While most cases of chronic dizziness result from a physical disorder, psychiatric issues can be a cause — or a consequence — of chronic dizziness, according to research published The Journal of the American Osteopathic Association.
Chronic dizziness can result from a number of underlying health problems, most commonly involving neurologic, vestibular and cardiac diseases. For patients who have seen a variety of specialty physicians without reaching a diagnosis, a psychiatric referral may help them find relief, researchers noted.
The researchers reviewed published studies on the relationship between psychiatric disorders and dizziness, finding psychiatric disorders — often related to anxiety — may be present in up to 15 percent of patients presenting with dizziness. After vestibular diseases, which affect parts of the inner ear and brain responsible for controlling balance, psychiatric disorders appear to be the second most common cause of chronic dizziness.
“One of the reasons the underlying cause can be so difficult to diagnose is that the way dizziness is experienced can vary dramatically,” says Zak Kelm, DO, psychiatry resident at Ohio State University and lead author of this study.
Dizziness can fall into a number of broad categories, including vertigo (spinning sensation), presyncope (near-fainting), and disequilibrium (imbalance). When a patient’s description of symptoms appears consistent with one of these categories, physicians are better equipped to make an accurate diagnosis.
“Patients who have a difficult time describing their symptoms, or seem to experience several different symptoms, are likely experiencing non-specific dizziness,” says Dr. Kelm. “When physicians see patients who report general or vague dizziness, it should be a cue to ask about the patient’s mental health.”
The relationship between dizziness and psychiatric disorders is complex and dynamic. It is sometimes difficult to distinguish which one is causing the other or whether the interplay is reciprocal.
The authors note that researchers have attempted to better understand this relationship by introducing the term chronic subjective dizziness (CSD). Patients with CSD experience dizziness most days for more than three months. They often describe feeling heavy headed, light headed or imbalanced. Some feel as if the floor is moving, while others feel disassociated or far away from their environment. Many patients report their symptoms worsen with complex stimuli, like being in crowded spaces.
According to one study, one-third of patients with CSD had a primary anxiety disorder and no history of vestibular disorder or another disease that could cause dizziness. Another one-third had no history of a psychiatric disorder but had a vestibular disease that triggered an onset of anxiety. The final one-third had a history of an anxiety or other psychiatric disorder, then developed a medical condition that triggered dizziness. In those cases, the preexisting psychiatric disorder worsened and resulted in chronic dizziness.
In any of these situations, the underlying or resulting psychiatric disorder needs to be addressed. “One of the reasons psychiatric disorders are overlooked is because many physicians are uncomfortable suggesting to patients that they might have a mental illness” says Dr. Kelm. “I think asking the patient about their stress levels and whether they’ve experienced anxiety can make the conversation more approachable for both parties.”
Once referred to a psychiatrist, some patients have success with cognitive behavioral therapy; however, pharmacotherapy appears to be most helpful.
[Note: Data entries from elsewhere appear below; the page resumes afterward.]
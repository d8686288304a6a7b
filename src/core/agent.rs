//! Agent runtime.
//!
//! Wires the store, event bus, accumulator, orchestrator and collectors
//! together and owns their tasks until shutdown.

use std::sync::Arc;
use std::time::Duration;

use anyhow::{Context, Result};
use tokio::sync::{mpsc, watch};
use tokio::task::JoinHandle;
use tracing::{error, info, warn};

use crate::adapters::{
    AnthropicOracle, DecisionOracle, DryRunPublisher, GenerationOracle, Publisher, TwitterPublisher,
};
use crate::config::{paths, AgentConfig};
use crate::domain::ContextSnapshot;
use crate::ingest::{wait_for_shutdown, AssistantLogCollector, GitCollector, ScreenpipeCollector};

use super::accumulator::{ContextAccumulator, Schedule};
use super::event_bus::EventBus;
use super::orchestrator::PublishOrchestrator;
use super::rate_limiter::{RateLimiter, RateLimits};
use super::store::{InstanceLock, JsonFileStore, StateStore};

/// How long shutdown waits for an in-flight pipeline run
pub const PIPELINE_GRACE: Duration = Duration::from_secs(30);

/// The external services the pipeline calls
pub struct Services {
    pub decider: Arc<dyn DecisionOracle>,
    pub generator: Arc<dyn GenerationOracle>,
    pub publisher: Arc<dyn Publisher>,
}

impl Services {
    /// Anthropic oracles plus the X publisher, or the dry-run publisher
    pub fn from_config(config: &AgentConfig) -> Result<Self> {
        let oracle = Arc::new(AnthropicOracle::new(
            config.anthropic.clone(),
            config.context_window_minutes,
        )?);

        let publisher: Arc<dyn Publisher> = if config.publish.dry_run {
            Arc::new(DryRunPublisher::new())
        } else {
            let credentials = config
                .twitter
                .clone()
                .context("X credentials are required unless dry run is enabled")?;
            Arc::new(TwitterPublisher::new(credentials))
        };

        Ok(Self {
            decider: oracle.clone(),
            generator: oracle,
            publisher,
        })
    }
}

pub struct Agent;

impl Agent {
    /// Start the agent with services built from `config`
    pub async fn start(config: AgentConfig) -> Result<AgentHandle> {
        let services = Services::from_config(&config)?;
        Self::start_with(config, services).await
    }

    /// Start the agent with the given services
    pub async fn start_with(config: AgentConfig, services: Services) -> Result<AgentHandle> {
        let lock = InstanceLock::acquire(&paths::lock_file(&config.home))?;
        let store: Arc<dyn StateStore> = Arc::new(JsonFileStore::open(&config.home)?);
        let bus = Arc::new(EventBus::new());

        info!(
            dry_run = config.publish.dry_run,
            publisher = services.publisher.name(),
            repos = ?config.watched_repos,
            window_minutes = config.context_window_minutes,
            poll_secs = config.poll_interval.as_secs(),
            home = %config.home.display(),
            "Live building agent starting"
        );

        let (shutdown_tx, shutdown_rx) = watch::channel(false);
        let mut collectors: Vec<JoinHandle<()>> = Vec::new();

        // Snapshots flow from the accumulator's timer task to the pipeline task
        let (snapshot_tx, snapshot_rx) = mpsc::unbounded_channel::<ContextSnapshot>();
        let accumulator = Arc::new(ContextAccumulator::new(
            config.context_window_minutes,
            Box::new(move |snapshot| {
                if snapshot_tx.send(snapshot).is_err() {
                    warn!("Pipeline stopped, dropping snapshot");
                }
            }),
        ));
        accumulator.attach(&bus);
        collectors.push(accumulator.spawn(
            Schedule {
                prune_every: config.prune_interval,
                snapshot_every: config.snapshot_interval,
            },
            shutdown_rx.clone(),
        ));

        let orchestrator = PublishOrchestrator::new(
            RateLimiter::new(store.clone(), RateLimits::from(&config.publish)),
            services.decider,
            services.generator,
            services.publisher,
            store.clone(),
        );
        let pipeline = tokio::spawn(run_pipeline(
            Arc::new(orchestrator),
            snapshot_rx,
            shutdown_rx.clone(),
        ));

        collectors.extend(
            GitCollector::new(config.watched_repos.clone(), bus.clone(), store.clone())
                .spawn(shutdown_rx.clone()),
        );
        collectors.push(
            AssistantLogCollector::new(&config.claude_history_path, bus.clone(), store.clone())
                .spawn(shutdown_rx.clone()),
        );
        collectors.push(
            ScreenpipeCollector::new(&config.screenpipe_api_url, bus.clone(), store.clone())?
                .spawn(config.poll_interval, shutdown_rx),
        );

        info!("Live building agent running");

        Ok(AgentHandle {
            shutdown_tx,
            collectors,
            pipeline,
            bus,
            store,
            _lock: lock,
        })
    }
}

/// Handle snapshots one at a time until shutdown.
///
/// A run already in progress when shutdown arrives is finished first. Each
/// run is its own task, so a panicking oracle or publisher loses only that
/// snapshot.
pub(crate) async fn run_pipeline(
    orchestrator: Arc<PublishOrchestrator>,
    mut snapshots: mpsc::UnboundedReceiver<ContextSnapshot>,
    mut shutdown: watch::Receiver<bool>,
) {
    loop {
        let snapshot = tokio::select! {
            next = snapshots.recv() => match next {
                Some(snapshot) => snapshot,
                None => break,
            },
            _ = wait_for_shutdown(&mut shutdown) => break,
        };

        let orchestrator = Arc::clone(&orchestrator);
        let run = tokio::spawn(async move { orchestrator.handle_snapshot(&snapshot).await });
        if let Err(e) = run.await {
            error!(error = %e, "Pipeline run panicked, snapshot dropped");
        }
    }
    info!("Publish pipeline stopped");
}

/// Running agent
pub struct AgentHandle {
    shutdown_tx: watch::Sender<bool>,
    collectors: Vec<JoinHandle<()>>,
    pipeline: JoinHandle<()>,
    bus: Arc<EventBus>,
    store: Arc<dyn StateStore>,
    _lock: InstanceLock,
}

impl AgentHandle {
    pub fn bus(&self) -> Arc<EventBus> {
        Arc::clone(&self.bus)
    }

    pub fn store(&self) -> Arc<dyn StateStore> {
        Arc::clone(&self.store)
    }

    /// Stop every task and release the instance lock
    pub async fn shutdown(self) {
        self.shutdown_with_grace(PIPELINE_GRACE).await
    }

    pub async fn shutdown_with_grace(self, grace: Duration) {
        info!("Shutting down");
        let _ = self.shutdown_tx.send(true);

        for task in self.collectors {
            if let Err(e) = task.await {
                error!(error = %e, "Task ended abnormally");
            }
        }

        let mut pipeline = self.pipeline;
        match tokio::time::timeout(grace, &mut pipeline).await {
            Ok(Ok(())) => {}
            Ok(Err(e)) => error!(error = %e, "Pipeline task ended abnormally"),
            Err(_) => {
                warn!(grace_secs = grace.as_secs(), "Pipeline run did not finish in time, aborting");
                pipeline.abort();
            }
        }

        info!("Shutdown complete");
    }
}

#[cfg(test)]
mod tests {
    use super::*;
    use crate::core::store::MemoryStore;
    use crate::domain::{ActivityEvent, Decision, GeneratedPost, TweetRecord, VoiceActivity};
    use async_trait::async_trait;
    use chrono::Utc;
    use std::sync::atomic::{AtomicUsize, Ordering};

    /// Panics on its first call, then publishes
    #[derive(Default)]
    struct FlakyDecider {
        calls: AtomicUsize,
    }

    #[async_trait]
    impl DecisionOracle for FlakyDecider {
        async fn decide(&self, _: &ContextSnapshot, _: &[TweetRecord]) -> Result<Decision> {
            if self.calls.fetch_add(1, Ordering::SeqCst) == 0 {
                panic!("decision oracle blew up");
            }
            Ok(Decision {
                should_publish: true,
                reason: "recovered".to_string(),
                topic: "recovery".to_string(),
            })
        }
    }

    struct FixedGenerator;

    #[async_trait]
    impl GenerationOracle for FixedGenerator {
        async fn generate(&self, _: &ContextSnapshot, _: &str, _: &[TweetRecord]) -> Result<GeneratedPost> {
            Ok(GeneratedPost {
                text: "back on track".to_string(),
                suggest_screenshot: false,
            })
        }
    }

    fn snapshot() -> ContextSnapshot {
        let event: ActivityEvent = VoiceActivity {
            timestamp: Utc::now(),
            transcript: "trying again".to_string(),
        }
        .into();
        ContextSnapshot::from_events(Utc::now(), [&event])
    }

    #[tokio::test]
    async fn test_panicking_run_does_not_stop_pipeline() {
        let store = Arc::new(MemoryStore::new());
        let limits = RateLimits {
            max_per_hour: 10,
            max_per_day: 10,
            min_interval: chrono::Duration::zero(),
        };
        let orchestrator = PublishOrchestrator::new(
            RateLimiter::new(store.clone(), limits),
            Arc::new(FlakyDecider::default()),
            Arc::new(FixedGenerator),
            Arc::new(DryRunPublisher::new()),
            store.clone(),
        );

        let (tx, rx) = mpsc::unbounded_channel();
        let (_shutdown_tx, shutdown_rx) = watch::channel(false);
        tx.send(snapshot()).unwrap();
        tx.send(snapshot()).unwrap();
        drop(tx);

        run_pipeline(Arc::new(orchestrator), rx, shutdown_rx).await;

        let history = store.load_history().unwrap();
        assert_eq!(history.len(), 1);
        assert_eq!(history[0].text, "back on track");
    }
}
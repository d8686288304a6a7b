//! OAuth 1.0a request signing (HMAC-SHA1) for the X API.
//!
//! Only the user-context flow is needed: the four credentials are static and
//! every request carries a freshly signed `Authorization` header.

use anyhow::{Context, Result};
use base64::engine::general_purpose::STANDARD;
use base64::Engine as _;
use hmac::{Hmac, Mac};
use percent_encoding::{utf8_percent_encode, AsciiSet, NON_ALPHANUMERIC};
use sha1::Sha1;
use uuid::Uuid;

use crate::config::TwitterCredentials;

type HmacSha1 = Hmac<Sha1>;

/// RFC 3986 unreserved characters stay literal
const OAUTH_ENCODE: &AsciiSet = &NON_ALPHANUMERIC
    .remove(b'-')
    .remove(b'.')
    .remove(b'_')
    .remove(b'~');

pub fn encode(value: &str) -> String {
    utf8_percent_encode(value, OAUTH_ENCODE).to_string()
}

/// Signs requests with a fixed set of credentials
#[derive(Debug, Clone)]
pub struct Signer {
    credentials: TwitterCredentials,
}

impl Signer {
    pub fn new(credentials: TwitterCredentials) -> Self {
        Self { credentials }
    }

    /// `Authorization` header value with a fresh nonce and timestamp.
    ///
    /// `url` must not carry a query string; pass query and form parameters
    /// in `params` instead. JSON and multipart bodies are never signed.
    pub fn authorization(&self, method: &str, url: &str, params: &[(&str, &str)]) -> Result<String> {
        let nonce = Uuid::new_v4().simple().to_string();
        let timestamp = chrono::Utc::now().timestamp();
        self.authorization_with(method, url, params, &nonce, timestamp)
    }

    /// Same as [`Signer::authorization`] with caller-chosen nonce and timestamp
    pub fn authorization_with(
        &self,
        method: &str,
        url: &str,
        params: &[(&str, &str)],
        nonce: &str,
        timestamp: i64,
    ) -> Result<String> {
        let timestamp = timestamp.to_string();
        let mut oauth_params: Vec<(&str, &str)> = vec![
            ("oauth_consumer_key", self.credentials.api_key.as_str()),
            ("oauth_nonce", nonce),
            ("oauth_signature_method", "HMAC-SHA1"),
            ("oauth_timestamp", timestamp.as_str()),
            ("oauth_token", self.credentials.access_token.as_str()),
            ("oauth_version", "1.0"),
        ];

        let signature = self.signature(method, url, &oauth_params, params)?;
        oauth_params.push(("oauth_signature", signature.as_str()));
        oauth_params.sort();

        let fields: Vec<String> = oauth_params
            .iter()
            .map(|(k, v)| format!("{}=\"{}\"", encode(k), encode(v)))
            .collect();

        Ok(format!("OAuth {}", fields.join(", ")))
    }

    fn signature(
        &self,
        method: &str,
        url: &str,
        oauth_params: &[(&str, &str)],
        params: &[(&str, &str)],
    ) -> Result<String> {
        let mut encoded: Vec<(String, String)> = oauth_params
            .iter()
            .chain(params.iter())
            .map(|(k, v)| (encode(k), encode(v)))
            .collect();
        encoded.sort();

        let param_string = encoded
            .iter()
            .map(|(k, v)| format!("{}={}", k, v))
            .collect::<Vec<_>>()
            .join("&");

        let base = format!(
            "{}&{}&{}",
            method.to_ascii_uppercase(),
            encode(url),
            encode(&param_string)
        );
        let key = format!(
            "{}&{}",
            encode(&self.credentials.api_secret),
            encode(&self.credentials.access_secret)
        );

        let mut mac = HmacSha1::new_from_slice(key.as_bytes())
            .context("Failed to initialize HMAC-SHA1")?;
        mac.update(base.as_bytes());
        Ok(STANDARD.encode(mac.finalize().into_bytes()))
    }
}

#[cfg(test)]
mod tests {
    use super::*;

    // Worked example from the X developer documentation
    fn documented_signer() -> Signer {
        Signer::new(TwitterCredentials {
            api_key: "xvz1evFS4wEEPTGEFPHBog".to_string(),
            api_secret: "kAcSOqF21Fu85e7zjz7ZN2U4ZRhfV3WpwPAoE3Z7kBw".to_string(),
            access_token: "370773112-GmHxMAgYyLbNEtIKZeRNFsMKPR9EyMZeS9weJAEb".to_string(),
            access_secret: "LswwdoUaIvS8ltyTt5jkRh4J50vUPVVHtR2YPi5kE".to_string(),
        })
    }

    #[test]
    fn test_encode_unreserved() {
        assert_eq!(encode("a-b.c_d~e"), "a-b.c_d~e");
        assert_eq!(encode("Ladies + Gentlemen"), "Ladies%20%2B%20Gentlemen");
        assert_eq!(encode("An encoded string!"), "An%20encoded%20string%21");
        assert_eq!(encode("☃"), "%E2%98%83");
    }

    #[test]
    fn test_documented_signature() {
        let header = documented_signer()
            .authorization_with(
                "POST",
                "https://api.twitter.com/1.1/statuses/update.json",
                &[
                    ("include_entities", "true"),
                    ("status", "Hello Ladies + Gentlemen, a signed OAuth request!"),
                ],
                "kYjzVBB8Y0ZFabxSWbWovY3uYSQ2pTgmZeNu2VS4cg",
                1318622958,
            )
            .unwrap();

        assert!(header.starts_with("OAuth "));
        assert!(header.contains(&format!(
            "oauth_signature=\"{}\"",
            encode("hCtSmYh+iHYCEqBWrE7C7hYmtUk=")
        )));
        assert!(header.contains("oauth_consumer_key=\"xvz1evFS4wEEPTGEFPHBog\""));
        assert!(header.contains("oauth_version=\"1.0\""));
    }

    #[test]
    fn test_fresh_nonce_per_request() {
        let signer = documented_signer();
        let a = signer.authorization("POST", "https://api.x.com/2/tweets", &[]).unwrap();
        let b = signer.authorization("POST", "https://api.x.com/2/tweets", &[]).unwrap();
        assert_ne!(a, b);
    }
}
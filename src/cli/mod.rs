//! Command-line interface for livebuild.
//!
//! Provides commands for running the agent, checking rate limiter status,
//! listing published posts and showing the resolved configuration.

use anyhow::Result;
use clap::{Parser, Subcommand};
use tracing::info;

use crate::config::{self, redact, AgentConfig};
use crate::core::{Agent, JsonFileStore, RateLimiter, RateLimits, StateStore};

/// livebuild - turn ambient developer activity into build-in-public posts
#[derive(Parser, Debug)]
#[command(name = "livebuild")]
#[command(author, version, about, long_about = None)]
pub struct Cli {
    #[command(subcommand)]
    pub command: Commands,
}

#[derive(Subcommand, Debug)]
pub enum Commands {
    /// Run the agent until interrupted
    Run {
        /// Log posts instead of publishing them
        #[arg(long)]
        dry_run: bool,
    },

    /// Show rate limiter counters and collector cursors
    Status,

    /// List recently published posts
    History {
        /// Maximum number of posts to show
        #[arg(short, long, default_value = "10")]
        limit: usize,
    },

    /// Show resolved configuration (debug)
    Config,
}

impl Cli {
    /// Execute the CLI command
    pub async fn execute(self) -> Result<()> {
        match self.command {
            Commands::Run { dry_run } => run_agent(dry_run).await,
            Commands::Status => show_status().await,
            Commands::History { limit } => show_history(limit).await,
            Commands::Config => show_config().await,
        }
    }
}

/// Run the agent until Ctrl-C or SIGTERM
async fn run_agent(dry_run: bool) -> Result<()> {
    let config = AgentConfig::load_with_dry_run(dry_run)?;
    let handle = Agent::start(config).await?;

    wait_for_signal().await?;
    info!("Signal received");

    handle.shutdown().await;
    Ok(())
}

#[cfg(unix)]
async fn wait_for_signal() -> Result<()> {
    use tokio::signal::unix::{signal, SignalKind};

    let mut terminate = signal(SignalKind::terminate())?;
    tokio::select! {
        result = tokio::signal::ctrl_c() => result?,
        _ = terminate.recv() => {}
    }
    Ok(())
}

#[cfg(not(unix))]
async fn wait_for_signal() -> Result<()> {
    tokio::signal::ctrl_c().await?;
    Ok(())
}

/// Show rate limiter counters and collector cursors
async fn show_status() -> Result<()> {
    let home = config::livebuild_home()?;
    let limits = match AgentConfig::load_with_dry_run(true) {
        Ok(cfg) => RateLimits::from(&cfg.publish),
        Err(_) => RateLimits::default(),
    };

    let store = std::sync::Arc::new(JsonFileStore::open(&home)?);
    let limiter = RateLimiter::new(store.clone(), limits.clone());
    let status = limiter.status()?;
    let state = store.load_state()?;

    println!("Data directory: {}", home.display());
    println!();
    println!("Rate limits:");
    println!(
        "  This hour:     {}/{}",
        status.published_this_hour, limits.max_per_hour
    );
    println!("  Today:         {}/{}", status.published_today, limits.max_per_day);
    println!("  Min interval:  {}m", limits.min_interval.num_minutes());
    println!(
        "  Last publish:  {}",
        status
            .last_publish_at
            .map(|t| t.to_rfc3339())
            .unwrap_or_else(|| "never".to_string())
    );
    println!(
        "  Next allowed:  {}",
        status
            .next_allowed_at
            .map(|t| t.to_rfc3339())
            .unwrap_or_else(|| "now".to_string())
    );
    println!();
    println!("Thread: {}", state.current_thread_id.as_deref().unwrap_or("(none)"));
    println!(
        "Last capture poll: {}",
        state
            .last_screen_poll_at
            .map(|t| t.to_rfc3339())
            .unwrap_or_else(|| "never".to_string())
    );
    println!("Tracked session logs: {}", state.assistant_log_offsets.len());
    if !state.last_seen_commits.is_empty() {
        println!("Last seen commits:");
        for (repo, hash) in &state.last_seen_commits {
            println!("  {}: {}", repo, &hash[..hash.len().min(7)]);
        }
    }

    Ok(())
}

/// List the most recent posts, oldest first
async fn show_history(limit: usize) -> Result<()> {
    let home = config::livebuild_home()?;
    let store = JsonFileStore::open(&home)?;
    let records = store.recent_history(limit)?;

    if records.is_empty() {
        println!("No posts yet.");
        return Ok(());
    }

    println!("{:<24} {:<22} {:<20} TEXT", "ID", "PUBLISHED", "TOPIC");
    println!("{}", "-".repeat(100));

    for record in records {
        let text: String = record.text.chars().take(60).collect();
        println!(
            "{:<24} {:<22} {:<20} {}",
            record.id,
            record.timestamp.format("%Y-%m-%d %H:%M:%S"),
            record.topic.chars().take(20).collect::<String>(),
            text.replace('\n', " ")
        );
    }

    Ok(())
}

/// Show resolved configuration
async fn show_config() -> Result<()> {
    let cfg = AgentConfig::load()?;

    println!("livebuild configuration");
    println!();
    println!(
        "Config file: {}",
        cfg.config_file
            .as_ref()
            .map(|p| p.display().to_string())
            .unwrap_or_else(|| "(none - using defaults)".to_string())
    );
    println!();
    println!("Paths:");
    println!("  Home (state):        {}", cfg.home.display());
    println!("  State file:          {}", config::paths::state_file(&cfg.home).display());
    println!("  History file:        {}", config::paths::history_file(&cfg.home).display());
    println!("  Assistant history:   {}", cfg.claude_history_path.display());
    println!();
    println!("Sources:");
    if cfg.watched_repos.is_empty() {
        println!("  Repos:               (none)");
    } else {
        for repo in &cfg.watched_repos {
            println!("  Repo:                {}", repo.display());
        }
    }
    println!("  Capture API:         {}", cfg.screenpipe_api_url);
    println!("  Poll interval:       {}s", cfg.poll_interval.as_secs());
    println!();
    println!("Context:");
    println!("  Window:              {}m", cfg.context_window_minutes);
    println!("  Snapshot every:      {}s", cfg.snapshot_interval.as_secs());
    println!("  Prune every:         {}s", cfg.prune_interval.as_secs());
    println!();
    println!("Publishing:");
    println!("  Dry run:             {}", cfg.publish.dry_run);
    println!("  Max per hour:        {}", cfg.publish.max_per_hour);
    println!("  Max per day:         {}", cfg.publish.max_per_day);
    println!("  Min interval:        {}m", cfg.publish.min_interval_minutes);
    println!("  Decision model:      {}", cfg.anthropic.decision_model);
    println!("  Generation model:    {}", cfg.anthropic.generation_model);
    println!("  Anthropic key:       {}", redact(&cfg.anthropic.api_key));
    match cfg.twitter {
        Some(ref creds) => println!("  X API key:           {}", redact(&creds.api_key)),
        None => println!("  X API key:           (not required in dry run)"),
    }

    Ok(())
}

#[cfg(test)]
mod tests {
    use super::*;

    #[test]
    fn test_parse_run_dry_run() {
        let cli = Cli::try_parse_from(["livebuild", "run", "--dry-run"]).unwrap();
        assert!(matches!(cli.command, Commands::Run { dry_run: true }));
    }

    #[test]
    fn test_parse_history_limit() {
        let cli = Cli::try_parse_from(["livebuild", "history", "-l", "3"]).unwrap();
        assert!(matches!(cli.command, Commands::History { limit: 3 }));

        let cli = Cli::try_parse_from(["livebuild", "history"]).unwrap();
        assert!(matches!(cli.command, Commands::History { limit: 10 }));
    }
}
Selective serotonin reuptake inhibitors (SSRIs) have proven effective, with approximately 50 percent of patients given an SSRI experiencing complete remission of symptoms, and 70 percent reporting a significant decrease in symptoms.
Study authors note that a whole-person approach, taking into account the patient’s mental and emotional health as well as their physical health, can help physicians get to the root cause faster.